Please repeat the records exactly from their first line, finishing at the line containing "use chrono::NaiveDate;" and including it.

═══ INFORMATION

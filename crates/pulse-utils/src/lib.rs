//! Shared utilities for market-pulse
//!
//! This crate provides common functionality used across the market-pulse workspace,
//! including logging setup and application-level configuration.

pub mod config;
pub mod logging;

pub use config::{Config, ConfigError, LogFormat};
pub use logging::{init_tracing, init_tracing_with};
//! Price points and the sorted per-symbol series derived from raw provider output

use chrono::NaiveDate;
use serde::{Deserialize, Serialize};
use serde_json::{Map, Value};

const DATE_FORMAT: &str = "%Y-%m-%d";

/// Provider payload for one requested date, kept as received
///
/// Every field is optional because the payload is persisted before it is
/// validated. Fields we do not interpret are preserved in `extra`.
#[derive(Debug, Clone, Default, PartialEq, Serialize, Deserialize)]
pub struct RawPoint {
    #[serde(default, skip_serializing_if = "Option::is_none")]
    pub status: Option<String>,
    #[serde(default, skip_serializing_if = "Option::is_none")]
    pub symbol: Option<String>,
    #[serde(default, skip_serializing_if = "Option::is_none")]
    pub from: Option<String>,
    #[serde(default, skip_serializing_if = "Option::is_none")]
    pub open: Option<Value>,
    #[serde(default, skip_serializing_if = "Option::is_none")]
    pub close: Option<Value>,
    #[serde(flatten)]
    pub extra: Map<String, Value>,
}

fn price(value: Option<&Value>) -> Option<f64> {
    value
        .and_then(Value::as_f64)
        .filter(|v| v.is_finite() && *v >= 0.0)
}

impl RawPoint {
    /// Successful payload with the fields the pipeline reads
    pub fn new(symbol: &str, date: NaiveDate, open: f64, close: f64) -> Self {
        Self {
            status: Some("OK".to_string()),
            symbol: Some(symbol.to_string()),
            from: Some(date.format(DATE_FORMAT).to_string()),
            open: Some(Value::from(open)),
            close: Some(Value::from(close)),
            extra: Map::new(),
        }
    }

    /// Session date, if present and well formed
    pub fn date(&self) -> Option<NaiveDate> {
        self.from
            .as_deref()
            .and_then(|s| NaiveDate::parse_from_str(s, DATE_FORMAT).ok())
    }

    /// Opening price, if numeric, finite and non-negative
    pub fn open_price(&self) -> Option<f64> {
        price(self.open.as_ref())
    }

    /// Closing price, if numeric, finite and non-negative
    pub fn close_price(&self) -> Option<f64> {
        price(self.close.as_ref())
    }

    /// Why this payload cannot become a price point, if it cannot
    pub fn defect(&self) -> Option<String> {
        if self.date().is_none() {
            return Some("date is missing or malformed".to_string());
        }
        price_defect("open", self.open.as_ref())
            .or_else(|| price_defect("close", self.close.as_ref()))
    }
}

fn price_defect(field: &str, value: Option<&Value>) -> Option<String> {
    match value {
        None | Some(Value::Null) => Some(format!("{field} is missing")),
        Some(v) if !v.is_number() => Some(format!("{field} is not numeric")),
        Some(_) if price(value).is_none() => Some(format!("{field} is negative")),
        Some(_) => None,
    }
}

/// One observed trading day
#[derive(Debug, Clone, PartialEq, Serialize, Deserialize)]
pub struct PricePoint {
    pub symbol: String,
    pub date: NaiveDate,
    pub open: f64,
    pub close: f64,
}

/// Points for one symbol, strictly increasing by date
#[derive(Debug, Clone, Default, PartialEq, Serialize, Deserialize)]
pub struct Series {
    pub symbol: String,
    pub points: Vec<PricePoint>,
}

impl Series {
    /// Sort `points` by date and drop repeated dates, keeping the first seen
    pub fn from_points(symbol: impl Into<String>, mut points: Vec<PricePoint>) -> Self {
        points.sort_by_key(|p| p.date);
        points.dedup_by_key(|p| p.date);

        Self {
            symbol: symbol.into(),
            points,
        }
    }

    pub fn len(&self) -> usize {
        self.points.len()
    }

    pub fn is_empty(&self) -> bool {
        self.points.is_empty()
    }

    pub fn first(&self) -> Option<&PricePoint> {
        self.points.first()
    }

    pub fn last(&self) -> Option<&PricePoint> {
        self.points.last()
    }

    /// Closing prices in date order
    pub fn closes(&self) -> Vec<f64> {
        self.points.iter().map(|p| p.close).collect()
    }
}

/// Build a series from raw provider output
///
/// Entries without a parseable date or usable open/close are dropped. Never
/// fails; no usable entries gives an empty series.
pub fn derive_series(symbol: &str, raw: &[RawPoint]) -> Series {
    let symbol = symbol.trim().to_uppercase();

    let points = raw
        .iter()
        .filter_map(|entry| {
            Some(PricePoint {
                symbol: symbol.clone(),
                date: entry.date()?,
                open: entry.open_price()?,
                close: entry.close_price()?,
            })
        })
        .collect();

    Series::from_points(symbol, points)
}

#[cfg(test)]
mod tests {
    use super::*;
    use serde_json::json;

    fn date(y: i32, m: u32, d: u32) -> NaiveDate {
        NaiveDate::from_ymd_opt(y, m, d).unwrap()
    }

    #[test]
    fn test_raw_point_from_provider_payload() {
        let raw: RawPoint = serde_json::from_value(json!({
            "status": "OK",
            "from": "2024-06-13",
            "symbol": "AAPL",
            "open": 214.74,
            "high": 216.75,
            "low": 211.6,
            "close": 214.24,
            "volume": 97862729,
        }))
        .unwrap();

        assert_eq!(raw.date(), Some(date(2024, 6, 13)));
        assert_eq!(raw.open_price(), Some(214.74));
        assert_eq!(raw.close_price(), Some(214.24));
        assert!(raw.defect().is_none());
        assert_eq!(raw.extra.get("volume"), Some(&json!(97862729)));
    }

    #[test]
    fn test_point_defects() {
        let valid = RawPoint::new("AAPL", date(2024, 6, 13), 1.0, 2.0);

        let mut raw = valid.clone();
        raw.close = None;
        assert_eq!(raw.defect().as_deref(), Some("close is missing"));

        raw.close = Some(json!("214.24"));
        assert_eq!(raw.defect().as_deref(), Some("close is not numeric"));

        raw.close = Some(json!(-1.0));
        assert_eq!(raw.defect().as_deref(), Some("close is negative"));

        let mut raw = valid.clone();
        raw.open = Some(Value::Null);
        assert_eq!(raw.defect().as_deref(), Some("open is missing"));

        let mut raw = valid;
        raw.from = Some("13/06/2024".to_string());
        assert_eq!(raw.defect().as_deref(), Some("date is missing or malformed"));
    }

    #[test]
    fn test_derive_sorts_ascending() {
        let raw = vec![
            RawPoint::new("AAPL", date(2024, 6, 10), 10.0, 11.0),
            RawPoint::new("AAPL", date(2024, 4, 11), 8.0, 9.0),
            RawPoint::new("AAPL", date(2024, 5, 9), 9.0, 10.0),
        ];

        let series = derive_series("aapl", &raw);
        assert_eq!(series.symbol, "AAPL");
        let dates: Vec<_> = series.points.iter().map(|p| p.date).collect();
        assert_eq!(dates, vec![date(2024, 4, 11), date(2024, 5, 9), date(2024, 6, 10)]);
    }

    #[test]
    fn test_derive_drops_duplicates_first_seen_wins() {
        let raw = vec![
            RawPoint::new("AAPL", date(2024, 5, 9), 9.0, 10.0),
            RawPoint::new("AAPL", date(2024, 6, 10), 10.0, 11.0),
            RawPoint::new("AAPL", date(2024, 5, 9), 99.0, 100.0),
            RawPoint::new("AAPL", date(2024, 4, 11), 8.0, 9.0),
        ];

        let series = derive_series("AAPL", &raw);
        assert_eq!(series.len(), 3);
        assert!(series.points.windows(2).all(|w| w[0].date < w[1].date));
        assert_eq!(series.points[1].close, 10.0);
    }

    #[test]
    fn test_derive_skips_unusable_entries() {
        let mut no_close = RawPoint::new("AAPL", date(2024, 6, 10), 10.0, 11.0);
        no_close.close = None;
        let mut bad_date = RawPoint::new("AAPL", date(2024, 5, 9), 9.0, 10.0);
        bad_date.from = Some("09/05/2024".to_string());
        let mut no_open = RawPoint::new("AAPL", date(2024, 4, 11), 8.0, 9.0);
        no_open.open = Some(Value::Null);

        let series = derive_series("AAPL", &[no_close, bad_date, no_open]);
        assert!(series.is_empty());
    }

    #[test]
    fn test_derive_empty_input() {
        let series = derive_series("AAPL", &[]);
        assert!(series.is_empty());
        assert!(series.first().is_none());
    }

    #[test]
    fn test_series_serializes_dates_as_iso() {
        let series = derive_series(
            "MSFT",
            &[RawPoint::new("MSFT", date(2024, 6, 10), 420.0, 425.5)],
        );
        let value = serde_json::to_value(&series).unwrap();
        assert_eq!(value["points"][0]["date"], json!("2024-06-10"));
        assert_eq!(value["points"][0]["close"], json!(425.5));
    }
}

══════

**ANSWER TO THIS EXERCISE:**
filename crates/pulse-utils/src/lib.rs
//! Shared utilities for market-pulse
//!
//! This crate provides common functionality used across the market-pulse workspace,
//! including logging setup and application-level configuration.

pub mod config;
pub mod logging;

pub use config::{Config, ConfigError, LogFormat};
pub use logging::{init_tracing, init_tracing_with};
//! Price points and the sorted per-symbol series derived from raw provider output

use chrono::NaiveDate;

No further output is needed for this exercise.